[[ MATERIAL FOR THIS EXERCISE, beginning ]]

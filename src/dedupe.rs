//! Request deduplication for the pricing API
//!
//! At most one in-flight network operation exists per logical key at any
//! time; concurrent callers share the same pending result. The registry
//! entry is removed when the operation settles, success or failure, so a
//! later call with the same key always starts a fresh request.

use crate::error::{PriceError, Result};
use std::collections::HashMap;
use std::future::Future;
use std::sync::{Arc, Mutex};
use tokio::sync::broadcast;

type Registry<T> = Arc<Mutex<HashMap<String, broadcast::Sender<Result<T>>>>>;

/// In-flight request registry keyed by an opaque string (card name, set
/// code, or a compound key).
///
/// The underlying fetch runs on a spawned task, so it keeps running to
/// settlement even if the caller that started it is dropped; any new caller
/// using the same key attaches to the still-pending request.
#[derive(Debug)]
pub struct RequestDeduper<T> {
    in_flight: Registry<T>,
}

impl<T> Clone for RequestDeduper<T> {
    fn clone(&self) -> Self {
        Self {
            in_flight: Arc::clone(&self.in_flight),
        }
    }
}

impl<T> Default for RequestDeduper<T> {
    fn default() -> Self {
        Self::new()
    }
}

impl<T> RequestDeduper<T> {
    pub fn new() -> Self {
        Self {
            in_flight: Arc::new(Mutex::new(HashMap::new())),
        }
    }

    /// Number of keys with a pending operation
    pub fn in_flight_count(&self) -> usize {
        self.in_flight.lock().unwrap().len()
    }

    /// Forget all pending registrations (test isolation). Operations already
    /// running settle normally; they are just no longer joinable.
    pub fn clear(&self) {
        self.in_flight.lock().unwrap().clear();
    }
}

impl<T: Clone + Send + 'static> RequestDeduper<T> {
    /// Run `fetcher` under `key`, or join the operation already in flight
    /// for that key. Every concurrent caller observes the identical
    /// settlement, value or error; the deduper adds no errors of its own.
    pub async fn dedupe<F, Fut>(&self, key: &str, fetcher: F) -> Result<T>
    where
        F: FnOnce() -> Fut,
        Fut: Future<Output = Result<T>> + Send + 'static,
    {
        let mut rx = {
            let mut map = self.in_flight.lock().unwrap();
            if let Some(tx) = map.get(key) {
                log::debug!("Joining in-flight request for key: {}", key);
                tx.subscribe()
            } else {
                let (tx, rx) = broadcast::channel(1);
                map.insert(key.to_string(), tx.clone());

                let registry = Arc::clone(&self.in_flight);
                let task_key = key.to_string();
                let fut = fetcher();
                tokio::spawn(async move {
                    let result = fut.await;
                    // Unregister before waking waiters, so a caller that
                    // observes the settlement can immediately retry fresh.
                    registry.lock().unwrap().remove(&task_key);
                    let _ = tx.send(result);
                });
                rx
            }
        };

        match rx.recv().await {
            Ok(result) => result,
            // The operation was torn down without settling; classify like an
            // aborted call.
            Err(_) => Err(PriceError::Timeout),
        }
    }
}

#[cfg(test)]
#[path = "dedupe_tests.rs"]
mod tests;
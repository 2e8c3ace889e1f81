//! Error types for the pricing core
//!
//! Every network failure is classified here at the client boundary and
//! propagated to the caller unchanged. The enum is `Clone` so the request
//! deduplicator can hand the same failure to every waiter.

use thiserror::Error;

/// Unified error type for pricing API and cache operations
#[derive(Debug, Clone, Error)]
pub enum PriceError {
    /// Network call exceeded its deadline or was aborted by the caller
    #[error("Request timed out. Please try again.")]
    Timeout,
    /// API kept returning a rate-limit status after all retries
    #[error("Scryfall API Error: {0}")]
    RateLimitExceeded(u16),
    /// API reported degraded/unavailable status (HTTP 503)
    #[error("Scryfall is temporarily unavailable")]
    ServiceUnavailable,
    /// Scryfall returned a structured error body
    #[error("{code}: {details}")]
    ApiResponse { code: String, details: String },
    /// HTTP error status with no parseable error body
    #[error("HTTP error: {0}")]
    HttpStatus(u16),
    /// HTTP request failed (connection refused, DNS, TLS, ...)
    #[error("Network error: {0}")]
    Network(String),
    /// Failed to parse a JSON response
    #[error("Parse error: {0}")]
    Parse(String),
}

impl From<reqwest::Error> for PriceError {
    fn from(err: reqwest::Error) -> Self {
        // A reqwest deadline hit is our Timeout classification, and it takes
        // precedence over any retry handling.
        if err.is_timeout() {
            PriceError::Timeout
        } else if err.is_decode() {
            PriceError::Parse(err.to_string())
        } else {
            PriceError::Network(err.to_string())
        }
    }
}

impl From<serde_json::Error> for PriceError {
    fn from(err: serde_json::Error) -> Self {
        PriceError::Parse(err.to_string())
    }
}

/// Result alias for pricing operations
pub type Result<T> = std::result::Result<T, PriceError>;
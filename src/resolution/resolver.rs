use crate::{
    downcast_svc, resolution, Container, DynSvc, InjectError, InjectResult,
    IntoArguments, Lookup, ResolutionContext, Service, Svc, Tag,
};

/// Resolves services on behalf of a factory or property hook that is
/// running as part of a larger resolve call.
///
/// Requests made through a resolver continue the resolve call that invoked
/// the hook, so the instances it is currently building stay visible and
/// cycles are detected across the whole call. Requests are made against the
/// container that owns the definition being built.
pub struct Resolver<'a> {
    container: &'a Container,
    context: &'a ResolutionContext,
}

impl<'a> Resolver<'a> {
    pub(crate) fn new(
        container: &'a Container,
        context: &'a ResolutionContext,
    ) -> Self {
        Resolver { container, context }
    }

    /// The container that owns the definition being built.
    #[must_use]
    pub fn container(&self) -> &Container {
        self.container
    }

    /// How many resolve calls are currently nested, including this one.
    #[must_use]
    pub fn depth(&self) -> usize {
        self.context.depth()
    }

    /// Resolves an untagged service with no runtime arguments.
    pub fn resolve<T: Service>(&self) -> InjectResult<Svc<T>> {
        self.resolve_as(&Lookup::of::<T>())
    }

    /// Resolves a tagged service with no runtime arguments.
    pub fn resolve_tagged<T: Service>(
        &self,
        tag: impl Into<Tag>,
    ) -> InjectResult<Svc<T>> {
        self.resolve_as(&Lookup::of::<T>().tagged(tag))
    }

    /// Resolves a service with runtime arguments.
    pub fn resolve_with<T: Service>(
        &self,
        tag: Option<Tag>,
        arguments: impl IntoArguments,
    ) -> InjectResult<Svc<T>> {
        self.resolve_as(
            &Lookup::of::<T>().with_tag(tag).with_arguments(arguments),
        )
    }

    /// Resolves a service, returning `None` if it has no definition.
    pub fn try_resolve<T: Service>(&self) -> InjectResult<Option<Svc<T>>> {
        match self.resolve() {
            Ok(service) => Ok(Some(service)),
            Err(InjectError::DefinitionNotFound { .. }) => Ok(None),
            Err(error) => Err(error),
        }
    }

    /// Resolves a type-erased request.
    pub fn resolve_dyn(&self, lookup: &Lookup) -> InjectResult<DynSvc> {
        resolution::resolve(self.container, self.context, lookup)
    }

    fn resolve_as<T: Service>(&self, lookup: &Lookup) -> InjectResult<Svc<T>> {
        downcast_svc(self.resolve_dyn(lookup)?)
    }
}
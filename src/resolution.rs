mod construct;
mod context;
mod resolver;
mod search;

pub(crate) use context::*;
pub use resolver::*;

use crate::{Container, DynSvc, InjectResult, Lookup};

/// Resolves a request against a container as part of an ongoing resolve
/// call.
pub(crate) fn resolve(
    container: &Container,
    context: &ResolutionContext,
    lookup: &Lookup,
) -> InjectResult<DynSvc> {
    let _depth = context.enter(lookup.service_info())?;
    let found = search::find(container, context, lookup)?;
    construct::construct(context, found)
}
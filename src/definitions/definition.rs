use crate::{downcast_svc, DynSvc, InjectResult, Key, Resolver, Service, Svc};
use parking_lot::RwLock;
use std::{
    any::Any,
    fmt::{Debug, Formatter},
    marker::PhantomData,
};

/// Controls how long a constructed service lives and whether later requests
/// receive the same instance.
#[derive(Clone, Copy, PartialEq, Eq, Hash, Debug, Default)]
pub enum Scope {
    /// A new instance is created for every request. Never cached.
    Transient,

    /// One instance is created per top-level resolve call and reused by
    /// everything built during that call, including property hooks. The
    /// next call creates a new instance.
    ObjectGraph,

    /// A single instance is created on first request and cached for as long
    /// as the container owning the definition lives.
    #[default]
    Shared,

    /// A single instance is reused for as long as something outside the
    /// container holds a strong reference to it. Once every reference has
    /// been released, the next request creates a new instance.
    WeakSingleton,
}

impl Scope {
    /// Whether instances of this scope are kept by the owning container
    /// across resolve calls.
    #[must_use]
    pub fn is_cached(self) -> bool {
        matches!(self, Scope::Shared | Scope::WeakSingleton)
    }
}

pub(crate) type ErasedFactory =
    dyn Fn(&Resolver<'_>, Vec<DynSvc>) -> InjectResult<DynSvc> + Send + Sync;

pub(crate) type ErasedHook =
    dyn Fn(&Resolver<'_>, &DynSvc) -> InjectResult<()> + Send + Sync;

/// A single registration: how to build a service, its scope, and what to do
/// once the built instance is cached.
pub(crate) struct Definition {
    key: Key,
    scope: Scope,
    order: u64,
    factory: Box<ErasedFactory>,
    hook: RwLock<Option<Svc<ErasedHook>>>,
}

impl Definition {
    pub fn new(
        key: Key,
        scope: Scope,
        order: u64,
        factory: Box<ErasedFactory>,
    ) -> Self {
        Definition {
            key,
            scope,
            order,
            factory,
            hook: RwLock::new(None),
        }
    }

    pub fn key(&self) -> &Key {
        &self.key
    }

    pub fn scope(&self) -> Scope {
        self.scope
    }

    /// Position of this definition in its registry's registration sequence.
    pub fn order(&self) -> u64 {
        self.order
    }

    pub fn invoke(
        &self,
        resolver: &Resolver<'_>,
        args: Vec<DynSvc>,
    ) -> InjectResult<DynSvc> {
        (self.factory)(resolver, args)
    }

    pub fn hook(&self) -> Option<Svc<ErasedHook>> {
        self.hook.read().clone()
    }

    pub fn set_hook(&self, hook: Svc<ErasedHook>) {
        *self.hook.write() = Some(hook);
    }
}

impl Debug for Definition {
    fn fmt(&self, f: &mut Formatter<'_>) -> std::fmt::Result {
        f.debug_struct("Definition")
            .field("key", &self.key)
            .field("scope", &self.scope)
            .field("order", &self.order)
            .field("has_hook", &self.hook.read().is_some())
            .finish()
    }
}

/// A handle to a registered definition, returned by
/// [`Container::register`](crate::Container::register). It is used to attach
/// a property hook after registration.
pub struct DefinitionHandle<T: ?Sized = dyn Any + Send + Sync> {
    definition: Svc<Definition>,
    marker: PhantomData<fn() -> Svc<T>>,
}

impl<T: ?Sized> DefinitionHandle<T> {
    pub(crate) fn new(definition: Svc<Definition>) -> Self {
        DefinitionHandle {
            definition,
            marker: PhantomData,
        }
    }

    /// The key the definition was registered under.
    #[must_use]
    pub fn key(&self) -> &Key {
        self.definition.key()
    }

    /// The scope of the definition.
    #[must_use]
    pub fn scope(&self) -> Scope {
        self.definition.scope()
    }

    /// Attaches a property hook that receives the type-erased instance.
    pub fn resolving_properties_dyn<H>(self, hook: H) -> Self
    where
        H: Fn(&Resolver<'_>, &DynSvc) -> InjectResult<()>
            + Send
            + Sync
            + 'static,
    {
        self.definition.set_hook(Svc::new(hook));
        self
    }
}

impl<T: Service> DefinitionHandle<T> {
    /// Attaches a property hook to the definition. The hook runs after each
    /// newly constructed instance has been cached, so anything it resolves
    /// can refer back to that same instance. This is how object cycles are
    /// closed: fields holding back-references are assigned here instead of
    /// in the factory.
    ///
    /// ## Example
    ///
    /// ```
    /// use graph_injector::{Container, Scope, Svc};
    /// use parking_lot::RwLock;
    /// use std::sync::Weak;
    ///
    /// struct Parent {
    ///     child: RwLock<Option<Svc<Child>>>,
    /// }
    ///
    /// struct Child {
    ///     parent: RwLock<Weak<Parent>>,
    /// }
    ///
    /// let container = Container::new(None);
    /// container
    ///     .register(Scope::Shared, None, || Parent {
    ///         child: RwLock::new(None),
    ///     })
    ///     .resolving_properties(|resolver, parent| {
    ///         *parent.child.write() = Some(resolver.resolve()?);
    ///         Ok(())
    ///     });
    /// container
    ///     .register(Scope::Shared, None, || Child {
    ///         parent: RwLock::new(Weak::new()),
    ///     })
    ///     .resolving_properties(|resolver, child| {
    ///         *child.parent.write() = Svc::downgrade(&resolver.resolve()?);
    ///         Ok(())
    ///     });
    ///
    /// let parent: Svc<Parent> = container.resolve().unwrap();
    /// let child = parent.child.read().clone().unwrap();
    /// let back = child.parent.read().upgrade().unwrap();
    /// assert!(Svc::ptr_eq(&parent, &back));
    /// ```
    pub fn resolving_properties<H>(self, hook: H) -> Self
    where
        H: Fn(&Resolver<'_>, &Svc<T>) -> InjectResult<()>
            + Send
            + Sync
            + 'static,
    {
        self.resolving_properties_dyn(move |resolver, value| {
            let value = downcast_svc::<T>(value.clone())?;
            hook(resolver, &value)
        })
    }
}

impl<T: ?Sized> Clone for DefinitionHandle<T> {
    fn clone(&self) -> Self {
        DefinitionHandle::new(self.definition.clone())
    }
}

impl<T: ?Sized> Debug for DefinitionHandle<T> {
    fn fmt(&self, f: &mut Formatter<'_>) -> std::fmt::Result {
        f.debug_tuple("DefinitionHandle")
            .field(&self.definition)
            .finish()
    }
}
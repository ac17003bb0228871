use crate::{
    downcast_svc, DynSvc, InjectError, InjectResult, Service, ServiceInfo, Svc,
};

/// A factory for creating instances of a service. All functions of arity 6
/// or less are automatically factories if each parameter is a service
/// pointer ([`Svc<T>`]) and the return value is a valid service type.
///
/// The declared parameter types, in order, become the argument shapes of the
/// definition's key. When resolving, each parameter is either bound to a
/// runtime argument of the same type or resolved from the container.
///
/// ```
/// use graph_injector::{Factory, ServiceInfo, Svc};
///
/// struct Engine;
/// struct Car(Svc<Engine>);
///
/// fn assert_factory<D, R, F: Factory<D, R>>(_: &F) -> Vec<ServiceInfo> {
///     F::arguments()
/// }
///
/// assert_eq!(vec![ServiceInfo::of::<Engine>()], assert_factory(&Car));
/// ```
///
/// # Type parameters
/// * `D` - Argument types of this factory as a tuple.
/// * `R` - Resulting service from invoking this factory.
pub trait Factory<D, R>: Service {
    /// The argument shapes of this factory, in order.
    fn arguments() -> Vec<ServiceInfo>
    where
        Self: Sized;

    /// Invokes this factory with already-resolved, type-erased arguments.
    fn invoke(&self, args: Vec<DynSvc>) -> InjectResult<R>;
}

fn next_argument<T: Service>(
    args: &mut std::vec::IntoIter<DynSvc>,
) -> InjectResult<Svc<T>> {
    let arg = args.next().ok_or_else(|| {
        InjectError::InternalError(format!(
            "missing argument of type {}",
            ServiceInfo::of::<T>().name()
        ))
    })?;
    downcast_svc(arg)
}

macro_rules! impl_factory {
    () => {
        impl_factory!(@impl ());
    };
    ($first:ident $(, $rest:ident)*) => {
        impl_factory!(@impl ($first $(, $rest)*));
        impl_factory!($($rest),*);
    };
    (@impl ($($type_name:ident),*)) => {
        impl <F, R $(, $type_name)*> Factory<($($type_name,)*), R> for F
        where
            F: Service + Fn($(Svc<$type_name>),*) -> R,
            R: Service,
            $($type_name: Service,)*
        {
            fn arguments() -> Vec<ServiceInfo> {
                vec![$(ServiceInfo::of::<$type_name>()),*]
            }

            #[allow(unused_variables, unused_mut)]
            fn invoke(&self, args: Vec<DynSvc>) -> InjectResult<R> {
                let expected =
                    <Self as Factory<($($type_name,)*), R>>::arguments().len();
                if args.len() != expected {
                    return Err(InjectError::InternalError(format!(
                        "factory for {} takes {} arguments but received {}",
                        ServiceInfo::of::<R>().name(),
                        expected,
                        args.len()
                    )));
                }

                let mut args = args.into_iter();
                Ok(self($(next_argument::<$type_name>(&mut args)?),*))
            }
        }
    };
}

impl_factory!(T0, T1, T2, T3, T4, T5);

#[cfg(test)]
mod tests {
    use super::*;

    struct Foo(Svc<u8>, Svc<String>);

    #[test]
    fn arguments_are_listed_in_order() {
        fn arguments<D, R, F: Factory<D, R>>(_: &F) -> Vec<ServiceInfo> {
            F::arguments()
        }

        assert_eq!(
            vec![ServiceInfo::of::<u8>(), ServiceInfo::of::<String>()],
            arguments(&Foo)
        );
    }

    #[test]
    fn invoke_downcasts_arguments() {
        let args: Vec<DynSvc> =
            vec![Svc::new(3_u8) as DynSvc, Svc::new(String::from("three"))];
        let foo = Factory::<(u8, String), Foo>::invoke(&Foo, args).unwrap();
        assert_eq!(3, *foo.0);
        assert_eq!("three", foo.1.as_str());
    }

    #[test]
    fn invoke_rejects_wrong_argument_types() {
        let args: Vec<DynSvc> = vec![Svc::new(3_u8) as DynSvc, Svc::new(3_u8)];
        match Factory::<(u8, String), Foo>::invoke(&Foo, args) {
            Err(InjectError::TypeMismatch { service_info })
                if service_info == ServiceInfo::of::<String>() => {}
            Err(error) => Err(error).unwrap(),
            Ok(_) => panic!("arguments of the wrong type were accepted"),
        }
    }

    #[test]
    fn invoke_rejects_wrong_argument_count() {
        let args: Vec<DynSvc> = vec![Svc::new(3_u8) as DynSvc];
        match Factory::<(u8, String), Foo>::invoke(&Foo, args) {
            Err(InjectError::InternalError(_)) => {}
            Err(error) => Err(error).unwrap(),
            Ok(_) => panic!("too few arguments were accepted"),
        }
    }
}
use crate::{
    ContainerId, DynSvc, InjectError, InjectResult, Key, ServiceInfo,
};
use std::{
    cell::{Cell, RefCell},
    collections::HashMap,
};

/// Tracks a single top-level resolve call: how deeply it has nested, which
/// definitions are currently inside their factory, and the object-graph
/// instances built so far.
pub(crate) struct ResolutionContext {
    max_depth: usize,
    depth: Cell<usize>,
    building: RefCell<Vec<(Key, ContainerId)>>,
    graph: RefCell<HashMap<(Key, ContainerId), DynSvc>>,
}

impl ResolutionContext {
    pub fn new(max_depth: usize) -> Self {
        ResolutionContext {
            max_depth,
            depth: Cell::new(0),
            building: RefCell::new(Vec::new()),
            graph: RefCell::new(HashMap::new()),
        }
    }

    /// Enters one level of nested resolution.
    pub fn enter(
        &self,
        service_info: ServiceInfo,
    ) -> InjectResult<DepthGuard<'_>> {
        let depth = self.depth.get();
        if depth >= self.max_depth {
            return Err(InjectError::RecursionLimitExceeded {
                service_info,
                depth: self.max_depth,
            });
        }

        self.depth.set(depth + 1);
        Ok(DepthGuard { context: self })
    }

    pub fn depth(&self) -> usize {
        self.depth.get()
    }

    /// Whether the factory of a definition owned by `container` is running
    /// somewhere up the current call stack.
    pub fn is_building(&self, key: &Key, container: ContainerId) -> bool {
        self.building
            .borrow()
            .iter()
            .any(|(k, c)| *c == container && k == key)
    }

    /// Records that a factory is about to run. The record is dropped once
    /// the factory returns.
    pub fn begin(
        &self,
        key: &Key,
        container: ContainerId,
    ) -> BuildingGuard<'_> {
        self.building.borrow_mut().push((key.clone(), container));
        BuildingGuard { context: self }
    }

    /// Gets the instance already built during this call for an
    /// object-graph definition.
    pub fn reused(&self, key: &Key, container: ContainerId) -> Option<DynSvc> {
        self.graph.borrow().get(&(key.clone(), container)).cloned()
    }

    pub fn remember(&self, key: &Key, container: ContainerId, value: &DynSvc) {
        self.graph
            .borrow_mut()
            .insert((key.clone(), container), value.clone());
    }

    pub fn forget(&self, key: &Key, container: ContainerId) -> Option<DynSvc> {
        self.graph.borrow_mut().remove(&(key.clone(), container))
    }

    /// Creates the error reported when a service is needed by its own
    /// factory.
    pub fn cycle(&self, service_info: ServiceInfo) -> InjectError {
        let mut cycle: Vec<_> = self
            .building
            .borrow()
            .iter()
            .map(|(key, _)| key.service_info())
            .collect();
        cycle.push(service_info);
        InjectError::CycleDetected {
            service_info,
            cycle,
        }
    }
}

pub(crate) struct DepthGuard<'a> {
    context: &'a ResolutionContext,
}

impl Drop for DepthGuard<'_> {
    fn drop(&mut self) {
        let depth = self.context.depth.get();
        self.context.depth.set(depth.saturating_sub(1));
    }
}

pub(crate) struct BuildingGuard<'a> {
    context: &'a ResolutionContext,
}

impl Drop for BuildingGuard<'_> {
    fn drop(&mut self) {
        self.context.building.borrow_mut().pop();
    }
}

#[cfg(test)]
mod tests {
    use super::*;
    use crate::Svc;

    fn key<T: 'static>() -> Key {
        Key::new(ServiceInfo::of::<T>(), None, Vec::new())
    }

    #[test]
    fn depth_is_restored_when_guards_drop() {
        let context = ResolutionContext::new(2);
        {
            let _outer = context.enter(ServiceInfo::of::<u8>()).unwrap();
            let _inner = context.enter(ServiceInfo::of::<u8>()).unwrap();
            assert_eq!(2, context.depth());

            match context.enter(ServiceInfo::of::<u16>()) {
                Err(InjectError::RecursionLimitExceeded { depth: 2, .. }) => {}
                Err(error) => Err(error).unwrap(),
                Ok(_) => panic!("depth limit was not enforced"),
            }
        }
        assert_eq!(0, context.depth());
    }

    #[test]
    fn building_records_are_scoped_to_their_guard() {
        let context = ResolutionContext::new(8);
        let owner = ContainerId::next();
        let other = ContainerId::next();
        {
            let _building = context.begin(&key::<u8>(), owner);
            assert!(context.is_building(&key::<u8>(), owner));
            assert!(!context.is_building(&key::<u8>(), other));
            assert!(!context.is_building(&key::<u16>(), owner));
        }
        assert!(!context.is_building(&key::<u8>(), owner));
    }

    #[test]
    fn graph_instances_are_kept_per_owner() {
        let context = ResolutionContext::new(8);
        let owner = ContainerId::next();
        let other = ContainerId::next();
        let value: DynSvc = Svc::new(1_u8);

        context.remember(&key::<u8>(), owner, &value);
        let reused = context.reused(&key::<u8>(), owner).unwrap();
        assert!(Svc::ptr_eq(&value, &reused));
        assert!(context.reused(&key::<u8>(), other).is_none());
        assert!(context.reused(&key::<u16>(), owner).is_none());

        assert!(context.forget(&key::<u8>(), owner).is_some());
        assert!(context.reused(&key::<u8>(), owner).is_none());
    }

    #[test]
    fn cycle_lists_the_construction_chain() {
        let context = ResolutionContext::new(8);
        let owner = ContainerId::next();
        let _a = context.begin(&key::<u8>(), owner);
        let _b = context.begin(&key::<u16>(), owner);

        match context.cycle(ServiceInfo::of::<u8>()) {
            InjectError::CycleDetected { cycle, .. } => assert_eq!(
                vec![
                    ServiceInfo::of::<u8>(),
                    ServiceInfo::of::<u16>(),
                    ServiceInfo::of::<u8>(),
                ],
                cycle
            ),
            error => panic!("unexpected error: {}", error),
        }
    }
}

[[ MATERIAL FOR THIS EXERCISE, end ]]

All that is needed is the exact run of lines above from the line containing "the same instance." through the line containing "and reused by", both of them included.

/// receive the same instance.
#[derive(Clone, Copy, PartialEq, Eq, Hash, Debug, Default)]
pub enum Scope {
    /// A new instance is created for every request. Never cached.
    Transient,

    /// One instance is created per top-level resolve call and reused by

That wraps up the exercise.